How to use picture-in-picture in Chrome

Picture-in-picture (PiP) lifts a video out of its tab into a small window that floats on top of everything else — so you can keep watching while you work, browse, or switch apps. Here are the two ways to do it in Chrome.

Method 1: Chrome's built-in picture-in-picture

Chrome has a native PiP mode. It works, but it's hidden behind a couple of clicks and doesn't appear on every site:

  1. Start a video on YouTube or another site that supports it.
  2. Right-click the video twice.

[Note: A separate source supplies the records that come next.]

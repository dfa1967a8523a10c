// ABOUTME: Camera abstraction for the meal-capture pipeline
// ABOUTME: Backend trait, session lifecycle manager, and synthetic/webcam implementations
//
// SPDX-License-Identifier: MIT OR Apache-2.0
// Copyright (c) 2025 Pierre Fitness Intelligence

//! # Camera Layer
//!
//! Everything that touches the camera device. The [`CameraBackend`] trait is
//! the platform seam: the session manager works the same against the
//! synthetic backend used in tests and the real webcam backend behind the
//! `webcam` feature. The [`CameraSessionManager`] owns the exclusive stream
//! handle and guarantees it is released on every exit path.

pub mod backend;
pub mod session;
pub mod synthetic;
#[cfg(feature = "webcam")]
pub mod webcam;

pub use backend::{CameraBackend, CameraFacing, CameraStream, RawFrame, StreamRequest, VideoSink};
pub use session::{CameraSessionManager, SessionState};
pub use synthetic::{SyntheticBackend, SyntheticFailure};
#[cfg(feature = "webcam")]
pub use webcam::WebcamBackend;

The first right-click shows the site's own menu; the second shows Chrome's menu.
  3. Choose “Picture in picture.” The video pops into a floating window you can drag and resize.

The catch: many players (including some embeds and streaming sites) block the right-click menu or hide the option, so this doesn't work everywhere.

Method 2: One click on any site

A dedicated extension removes the guesswork. Instead of hunting for a menu, you press a single button and the largest playing video floats — the same way on every site.

  1. Install Picture in Picture from the Chrome Web Store.
  2. Play any video.
  3. Click the toolbar icon or press Alt + P. The video pops out. Press it again to send it back to the tab.

Skip the double right-click

Pop any video out with one click or one shortcut — on YouTube, Netflix, lectures, and any site with a video.

Add to Chrome — it's free

Moving and resizing the floating window

Once a video is floating, drag it anywhere on your screen and pull a corner to resize it. It stays on top of other windows — including other apps, not just Chrome — so it's still visible when you switch to your editor, email, or a different browser window.

Does it work on all websites?

PiP relies on the browser's video engine, which covers almost every player on the web. With the extension, you also get consistent one-press behavior on sites where Chrome's built-in menu is blocked or missing.